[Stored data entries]
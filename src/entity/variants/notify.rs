use super::{command_handler, reject_command, COMMAND_CHANNEL_CAPACITY};
use crate::entity::{decode_text, DiscoveryKey, Entity, EntityContext, EntityCore, HaType};
use crate::mqtt::IncomingMessage;
use std::sync::{Arc, Weak};
use tokio::sync::broadcast;
use tracing::debug;

const NOTIFICATIONS_SUFFIX: &str = "notifications";

/// Receives notification messages from Home Assistant on `{base}/notifications`
pub struct Notify {
    core: EntityCore,
    notifications: broadcast::Sender<String>,
    this: Weak<Notify>,
}

impl Notify {
    pub fn new(ctx: &EntityContext, id: impl Into<String>, name: impl Into<String>) -> Arc<Self> {
        let (notifications, _) = broadcast::channel(COMMAND_CHANNEL_CAPACITY);
        let notify = Arc::new_cyclic(|this| Self {
            core: EntityCore::new(ctx, Some(HaType::Notify), id, name),
            notifications,
            this: this.clone(),
        });
        ctx.attach(&notify);
        notify
    }

    pub fn subscribe_notifications(&self) -> broadcast::Receiver<String> {
        self.notifications.subscribe()
    }

    fn handle_command(&self, message: &IncomingMessage) {
        match decode_text(&message.payload) {
            Ok(text) => {
                debug!(entity_id = %self.core.id(), "Notification received");
                let _ = self.notifications.send(text);
            }
            Err(e) => reject_command(&self.core, message, &e),
        }
    }
}

impl Entity for Notify {
    fn core(&self) -> &EntityCore {
        &self.core
    }

    fn init(&self) {
        let core = &self.core;
        core.set_discovery_config(DiscoveryKey::StateTopic, core.base_topic());
        core.set_discovery_config(
            DiscoveryKey::CommandTopic,
            core.topic(NOTIFICATIONS_SUFFIX),
        );
        super::announce(core);

        core.subscribe_command(
            NOTIFICATIONS_SUFFIX,
            command_handler(&self.this, Notify::handle_command),
        );
    }
}
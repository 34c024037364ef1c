use super::{command_handler, reject_command, COMMAND_CHANNEL_CAPACITY};
use crate::entity::{
    decode_integer, DiscoveryKey, Entity, EntityContext, EntityCore, HaType, SET_SUFFIX,
};
use crate::mqtt::IncomingMessage;
use std::sync::{Arc, Mutex, Weak};
use tokio::sync::broadcast;
use tracing::debug;

struct NumberState {
    value: i64,
    min: i64,
    max: i64,
    step: i64,
    unit: Option<String>,
}

/// Integer value within an inclusive range.
///
/// Out-of-range commands and values are clamped to the range, never rejected.
pub struct Number {
    core: EntityCore,
    state: Mutex<NumberState>,
    requests: broadcast::Sender<i64>,
    this: Weak<Number>,
}

impl Number {
    pub fn new(ctx: &EntityContext, id: impl Into<String>, name: impl Into<String>) -> Arc<Self> {
        let (requests, _) = broadcast::channel(COMMAND_CHANNEL_CAPACITY);
        let number = Arc::new_cyclic(|this| Self {
            core: EntityCore::new(ctx, Some(HaType::Number), id, name),
            state: Mutex::new(NumberState {
                value: 0,
                min: 0,
                max: 100,
                step: 1,
                unit: None,
            }),
            requests,
            this: this.clone(),
        });
        ctx.attach(&number);
        number
    }

    /// Configure the range; bounds given in the wrong order are swapped.
    ///
    /// Takes effect in discovery at the next registration. An empty unit
    /// means none.
    pub fn set_range(&self, min: i64, max: i64, step: i64, unit: &str) {
        let mut state = self.state.lock().unwrap();
        state.min = min.min(max);
        state.max = min.max(max);
        state.step = step.max(1);
        state.unit = Some(unit.to_string()).filter(|u| !u.is_empty());
        state.value = state.value.clamp(state.min, state.max);
    }

    pub fn range(&self) -> (i64, i64) {
        let state = self.state.lock().unwrap();
        (state.min, state.max)
    }

    pub fn value(&self) -> i64 {
        self.state.lock().unwrap().value
    }

    /// Store the value clamped to the range and publish it
    pub fn set_value(&self, value: i64) {
        {
            let mut state = self.state.lock().unwrap();
            state.value = value.clamp(state.min, state.max);
        }
        self.publish_state();
    }

    /// Value change requests received on `{base}/set`, already clamped
    pub fn subscribe_requests(&self) -> broadcast::Receiver<i64> {
        self.requests.subscribe()
    }

    fn publish_state(&self) {
        self.core.publish_state(self.value().to_string(), true);
    }

    fn handle_command(&self, message: &IncomingMessage) {
        let (min, max) = self.range();
        match decode_integer(&message.payload, min, max) {
            Ok(value) => {
                debug!(entity_id = %self.core.id(), value, "Number value change requested");
                let _ = self.requests.send(value);
            }
            Err(e) => reject_command(&self.core, message, &e),
        }
    }
}

impl Entity for Number {
    fn core(&self) -> &EntityCore {
        &self.core
    }

    fn init(&self) {
        let core = &self.core;
        core.set_discovery_config(DiscoveryKey::StateTopic, core.base_topic());
        core.set_discovery_config(DiscoveryKey::CommandTopic, core.topic(SET_SUFFIX));
        {
            let state = self.state.lock().unwrap();
            core.set_discovery_config(DiscoveryKey::Min, state.min);
            core.set_discovery_config(DiscoveryKey::Max, state.max);
            core.set_discovery_config(DiscoveryKey::Step, state.step);
            if let Some(unit) = &state.unit {
                core.set_discovery_config(DiscoveryKey::UnitOfMeasurement, unit.as_str());
            }
        }
        super::announce(core);
        self.publish_state();

        core.subscribe_command(
            SET_SUFFIX,
            command_handler(&self.this, Number::handle_command),
        );
    }
}
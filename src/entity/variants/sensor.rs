use crate::entity::{DiscoveryKey, Entity, EntityContext, EntityCore, HaType};
use std::sync::{Arc, Mutex};

/// Read-only string state
pub struct Sensor {
    core: EntityCore,
    state: Mutex<Option<String>>,
}

impl Sensor {
    pub fn new(ctx: &EntityContext, id: impl Into<String>, name: impl Into<String>) -> Arc<Self> {
        let sensor = Arc::new(Self {
            core: EntityCore::new(ctx, Some(HaType::Sensor), id, name),
            state: Mutex::new(None),
        });
        ctx.attach(&sensor);
        sensor
    }

    pub fn state(&self) -> Option<String> {
        self.state.lock().unwrap().clone()
    }

    /// Store and publish a new value (retained)
    pub fn set_state(&self, value: impl Into<String>) {
        let value = value.into();
        *self.state.lock().unwrap() = Some(value.clone());
        self.core.publish_state(value, true);
    }
}

impl Entity for Sensor {
    fn core(&self) -> &EntityCore {
        &self.core
    }

    fn init(&self) {
        self.core
            .set_discovery_config(DiscoveryKey::StateTopic, self.core.base_topic());
        super::announce(&self.core);

        if let Some(value) = self.state() {
            self.core.publish_state(value, true);
        }
    }
}
use chrono::{DateTime, SecondsFormat, Utc};
use serde_json::{Map, Value};
use std::collections::BTreeMap;

/// Attribute map published on an entity's `/attributes` topic
pub type Attributes = BTreeMap<String, AttributeValue>;

/// A single attribute value before conversion to JSON
#[derive(Clone, Debug, PartialEq)]
pub enum AttributeValue {
    Null,
    Bool(bool),
    Int(i64),
    Float(f64),
    Text(String),
    DateTime(DateTime<Utc>),
    List(Vec<AttributeValue>),
    Map(BTreeMap<String, AttributeValue>),
}

impl AttributeValue {
    /// Top-level conversion applied before publishing.
    ///
    /// Booleans become the strings `"true"`/`"false"` and datetimes become
    /// ISO-8601 strings; lists and maps become JSON arrays and objects.
    pub fn to_published_json(&self) -> Value {
        match self {
            AttributeValue::Bool(b) => Value::String(b.to_string()),
            other => other.to_plain_json(),
        }
    }

    /// Plain JSON form, used for the elements of nested lists and maps
    pub fn to_plain_json(&self) -> Value {
        match self {
            AttributeValue::Null => Value::Null,
            AttributeValue::Bool(b) => Value::Bool(*b),
            AttributeValue::Int(i) => Value::from(*i),
            AttributeValue::Float(f) => Value::from(*f),
            AttributeValue::Text(s) => Value::String(s.clone()),
            AttributeValue::DateTime(dt) => Value::String(format_datetime(dt)),
            AttributeValue::List(items) => {
                Value::Array(items.iter().map(AttributeValue::to_plain_json).collect())
            }
            AttributeValue::Map(map) => Value::Object(
                map.iter()
                    .map(|(k, v)| (k.clone(), v.to_plain_json()))
                    .collect(),
            ),
        }
    }
}

fn format_datetime(dt: &DateTime<Utc>) -> String {
    dt.to_rfc3339_opts(SecondsFormat::Secs, true)
}

/// JSON object published for an attribute map
pub fn attributes_to_json(attributes: &Attributes) -> Value {
    let object: Map<String, Value> = attributes
        .iter()
        .map(|(k, v)| (k.clone(), v.to_published_json()))
        .collect();
    Value::Object(object)
}

impl From<bool> for AttributeValue {
    fn from(value: bool) -> Self {
        AttributeValue::Bool(value)
    }
}

impl From<i32> for AttributeValue {
    fn from(value: i32) -> Self {
        AttributeValue::Int(value.into())
    }
}

impl From<i64> for AttributeValue {
    fn from(value: i64) -> Self {
        AttributeValue::Int(value)
    }
}

impl From<u32> for AttributeValue {
    fn from(value: u32) -> Self {
        AttributeValue::Int(value.into())
    }
}

impl From<usize> for AttributeValue {
    fn from(value: usize) -> Self {
        match i64::try_from(value) {
            Ok(i) => AttributeValue::Int(i),
            Err(_) => AttributeValue::Float(value as f64),
        }
    }
}

impl From<f64> for AttributeValue {
    fn from(value: f64) -> Self {
        AttributeValue::Float(value)
    }
}

impl From<&str> for AttributeValue {
    fn from(value: &str) -> Self {
        AttributeValue::Text(value.to_string())
    }
}

impl From<String> for AttributeValue {
    fn from(value: String) -> Self {
        AttributeValue::Text(value)
    }
}

impl From<DateTime<Utc>> for AttributeValue {
    fn from(value: DateTime<Utc>) -> Self {
        AttributeValue::DateTime(value)
    }
}

impl<T: Into<AttributeValue>> From<Vec<T>> for AttributeValue {
    fn from(values: Vec<T>) -> Self {
        AttributeValue::List(values.into_iter().map(Into::into).collect())
    }
}

impl From<Value> for AttributeValue {
    fn from(value: Value) -> Self {
        match value {
            Value::Null => AttributeValue::Null,
            Value::Bool(b) => AttributeValue::Bool(b),
            Value::Number(n) => match n.as_i64() {
                Some(i) => AttributeValue::Int(i),
                None => AttributeValue::Float(n.as_f64().unwrap_or_default()),
            },
            Value::String(s) => AttributeValue::Text(s),
            Value::Array(items) => {
                AttributeValue::List(items.into_iter().map(AttributeValue::from).collect())
            }
            Value::Object(map) => AttributeValue::Map(
                map.into_iter()
                    .map(|(k, v)| (k, AttributeValue::from(v)))
                    .collect(),
            ),
        }
    }
}

#[cfg(test)]
mod tests {
    use super::*;
    use chrono::TimeZone;
    use serde_json::json;

    #[test]
    fn test_booleans_become_strings() {
        let mut attrs = Attributes::new();
        attrs.insert("active".to_string(), true.into());
        attrs.insert("count".to_string(), AttributeValue::Int(3));

        assert_eq!(
            attributes_to_json(&attrs).to_string(),
            r#"{"active":"true","count":3}"#
        );
    }

    #[test]
    fn test_datetime_is_iso8601() {
        let dt = Utc.with_ymd_and_hms(2025, 3, 1, 12, 30, 0).unwrap();
        let mut attrs = Attributes::new();
        attrs.insert("last_run".to_string(), dt.into());

        assert_eq!(
            attributes_to_json(&attrs),
            json!({"last_run": "2025-03-01T12:30:00Z"})
        );
    }

    #[test]
    fn test_nested_values_become_json_containers() {
        let mut inner = BTreeMap::new();
        inner.insert("pid".to_string(), AttributeValue::Int(42));
        inner.insert("running".to_string(), AttributeValue::Bool(true));

        let mut attrs = Attributes::new();
        attrs.insert("apps".to_string(), vec!["firefox", "steam"].into());
        attrs.insert("process".to_string(), AttributeValue::Map(inner));

        assert_eq!(
            attributes_to_json(&attrs),
            json!({
                "apps": ["firefox", "steam"],
                "process": {"pid": 42, "running": true}
            })
        );
    }

    #[test]
    fn test_from_json_value() {
        let value = AttributeValue::from(json!({"ok": false, "ratio": 0.5, "tags": ["a"]}));

        let mut expected = BTreeMap::new();
        expected.insert("ok".to_string(), AttributeValue::Bool(false));
        expected.insert("ratio".to_string(), AttributeValue::Float(0.5));
        expected.insert(
            "tags".to_string(),
            AttributeValue::List(vec![AttributeValue::Text("a".to_string())]),
        );
        assert_eq!(value, AttributeValue::Map(expected));
    }
}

Required work
From the records above, reproduce exactly the lines from the one with "pub fn range(&self)" to the one with "core.set_discovery_config(DiscoveryKey::Min, state.min);", both included, and no others.

Solution
    pub fn range(&self) -> (i64, i64) {
        let state = self.state.lock().unwrap();
        (state.min, state.max)
    }

    pub fn value(&self) -> i64 {
        self.state.lock().unwrap().value
    }

    /// Store the value clamped to the range and publish it
    pub fn set_value(&self, value: i64) {
        {
            let mut state = self.state.lock().unwrap();
            state.value = value.clamp(state.min, state.max);
        }
        self.publish_state();
    }

    /// Value change requests received on `{base}/set`, already clamped
    pub fn subscribe_requests(&self) -> broadcast::Receiver<i64> {
        self.requests.subscribe()
    }

    fn publish_state(&self) {
        self.core.publish_state(self.value().to_string(), true);
    }

    fn handle_command(&self, message: &IncomingMessage) {
        let (min, max) = self.range();
        match decode_integer(&message.payload, min, max) {
            Ok(value) => {
                debug!(entity_id = %self.core.id(), value, "Number value change requested");
                let _ = self.requests.send(value);
            }
            Err(e) => reject_command(&self.core, message, &e),
        }
    }
}

impl Entity for Number {
    fn core(&self) -> &EntityCore {
        &self.core
    }

    fn init(&self) {
        let core = &self.core;
        core.set_discovery_config(DiscoveryKey::StateTopic, core.base_topic());
        core.set_discovery_config(DiscoveryKey::CommandTopic, core.topic(SET_SUFFIX));
        {
            let state = self.state.lock().unwrap();
            core.set_discovery_config(DiscoveryKey::Min, state.min);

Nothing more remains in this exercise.